Jo Nesbø, 1960 geboren, ist Ökonom, Schriftsteller und Musiker. Er gehört zu den renommiertesten und erfolgreichsten Krimiautoren weltweit. Jo Nesbø lebt in Oslo.

Beschreibung für Leser
Unterstützte Lesegerätegruppen: PC/MAC/eReader/Tablet

kapitel 1

Das zerrissene Kleid an der morschen Kiefer führte die Gedanken des alten Mannes zu einem Lied aus seiner Jugend, über ein Kleid an einer Wäscheleine. Nur dass dieses Kleid hier nicht wie in dem Lied im Südwind wehte, sondern im eiskalten Schmelzwasser des Flusses trieb. Dicht über dem kiesigen Grund war es still, und obwohl an diesem Märztag die Sonne schien und es erst fünf Uhr nachmittags war, kam von dem Licht dort unten nicht viel an. Dafür sorgten die Eisschicht und das vier Meter tiefe Wasser. Trotzdem hoben sich das Kleid und die Kiefer von dem seltsam grünlichen Halbdunkel ab. Es war ein Sommerkleid, das hatte er erkennen können, weiß mit hellblauen Punkten. Vielleicht war es nicht immer weiß gewesen, er wusste es nicht, das kam sicher darauf an, wie lange das Kleid schon dort unten am Zweig hing. Es bewegte sich in dem nie endenden Wasserstrom hin und her. Langsam und sanft, wenn der Fluss wenig Wasser führte, hektisch und starr bei Hochwasser. Der Stoff war immer dünner, rissiger geworden. Wie er selbst, dachte der Alte. Irgendwann war dieses Kleid für jemanden wichtig gewesen, ein Mädchen oder eine Frau, für die Augen eines Mannes oder die Arme eines Kindes. Doch jetzt war es verloren wie er selbst, der Zeit übereignet, ohne Funktion, ausgesondert, stumm und still. Es war nur eine Frage der Zeit, bis die Strömung auch den letzten Fetzen Stoff abriss und fortspülte.

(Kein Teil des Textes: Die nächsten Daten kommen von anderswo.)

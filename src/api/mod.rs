//! REST Client
//!
//! Frontend bindings to the storefront backend, organized by resource.
//! Errors are plain strings ready to show the shopper.

mod catalog;
mod checkout;
mod orders;

use reqwest::{Method, RequestBuilder, Response};
use serde::de::DeserializeOwned;
use serde::Serialize;
use storefront_core::KeyValueStore;

use crate::browser::{BrowserStorage, ADMIN_TOKEN_KEY};
use crate::config;

// Re-export all public items
pub use catalog::*;
pub use checkout::*;
pub use orders::*;

fn url(path: &str) -> String {
    let origin = web_sys::window()
        .and_then(|w| w.location().origin().ok())
        .unwrap_or_default();
    format!("{}{}", config::absolute_api_base(&config::get().api_base_url, &origin), path)
}

fn request(method: Method, path: &str, admin: bool) -> RequestBuilder {
    let builder = reqwest::Client::new().request(method, url(path));
    if !admin {
        return builder;
    }
    match BrowserStorage::Local.get(ADMIN_TOKEN_KEY) {
        Some(token) => builder.bearer_auth(token),
        None => builder,
    }
}

/// Backend errors look like `{"message": "..."}`
#[derive(serde::Deserialize)]
struct ErrorBody {
    message: String,
}

async fn check(response: Response) -> Result<Response, String> {
    let status = response.status();
    if status.is_success() {
        return Ok(response);
    }
    let body = response.text().await.unwrap_or_default();
    Err(error_message(status.as_u16(), &body))
}

fn error_message(status: u16, body: &str) -> String {
    match serde_json::from_str::<ErrorBody>(body) {
        Ok(parsed) if !parsed.message.is_empty() => parsed.message,
        _ => match status {
            401 | 403 => "You are not authorized to do that".to_string(),
            404 => "Not found".to_string(),
            _ => format!("Request failed ({})", status),
        },
    }
}

async fn send<T: DeserializeOwned>(builder: RequestBuilder) -> Result<T, String> {
    let response = builder.send().await.map_err(|e| {
        log::warn!("api: network error: {}", e);
        "Network error, please try again".to_string()
    })?;
    let response = check(response).await?;
    response.json::<T>().await.map_err(|e| e.to_string())
}

pub(crate) async fn get_json<T: DeserializeOwned>(path: &str) -> Result<T, String> {
    send(request(Method::GET, path, false)).await
}

pub(crate) async fn post_json<B: Serialize + ?Sized, T: DeserializeOwned>(path: &str, body: &B) -> Result<T, String> {
    send(request(Method::POST, path, false).json(body)).await
}

pub(crate) async fn admin_json<B: Serialize + ?Sized, T: DeserializeOwned>(method: Method, path: &str, body: &B) -> Result<T, String> {
    send(request(method, path, true).json(body)).await
}

pub(crate) async fn admin_delete(path: &str) -> Result<(), String> {
    let response = request(Method::DELETE, path, true)
        .send()
        .await
        .map_err(|e| e.to_string())?;
    check(response).await.map(|_| ())
}

pub(crate) async fn get_text(path: &str) -> Result<String, String> {
    let response = request(Method::GET, path, false)
        .send()
        .await
        .map_err(|e| e.to_string())?;
    check(response).await?.text().await.map_err(|e| e.to_string())
}

pub fn set_admin_token(token: &str) {
    if token.trim().is_empty() {
        BrowserStorage::Local.remove(ADMIN_TOKEN_KEY);
    } else if let Err(e) = BrowserStorage::Local.set(ADMIN_TOKEN_KEY, token.trim()) {
        log::warn!("api: could not store admin token: {}", e);
    }
}

pub fn has_admin_token() -> bool {
    BrowserStorage::Local.get(ADMIN_TOKEN_KEY).is_some()
}

/// Percent-encode a path segment or query value
pub(crate) fn encode(value: &str) -> String {
    percent_encoding::utf8_percent_encode(value, percent_encoding::NON_ALPHANUMERIC).to_string()
}

#[cfg(test)]
mod tests {
    use super::*;

    #[test]
    fn test_error_message_prefers_backend_text() {
        assert_eq!(error_message(400, r#"{"message":"Coupon expired"}"#), "Coupon expired");
        assert_eq!(error_message(404, "<html>"), "Not found");
        assert_eq!(error_message(502, ""), "Request failed (502)");
    }

    #[test]
    fn test_encode() {
        assert_eq!(encode("ORD 1/2"), "ORD%201%2F2");
    }
}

»Was gibt es denn da zu gucken?«, hörte er eine Stimme hinter seinem Stuhl fragen. Er trotzte den Muskelschmerzen, drehte den Kopf und hob den Blick. Ein neuer Kunde. Der Alte vergaß mehr als früher, nie aber Gesichter seiner Kunden, wann auch immer sie im Simensen Jakt & Fiske gewesen waren. Dieser Kunde wollte weder eine Waffe noch Munition. Mit etwas Training erkannte man an ihren Augen, ob sie Wiederkäuer waren und dem Teil der Menschheit angehörten, der den Instinkt zu töten verloren hatte. Sie verstanden das Geheimnis der anderen nicht, nicht die Magie, dass ein Mann sich durch nichts auf der Welt lebendiger fühlte, als den Abzug zu drücken und ein großes, warmes Tier niederzustrecken. Der Alte tippte darauf, dass der Mann sich für die Blinker oder eine der Angelruten interessierte, die an dem Regal über und unter dem großen Fernsehschirm an der Wand vor ihnen hingen. Oder vielleicht für eine der Wildkameras auf der anderen Seite des Ladens.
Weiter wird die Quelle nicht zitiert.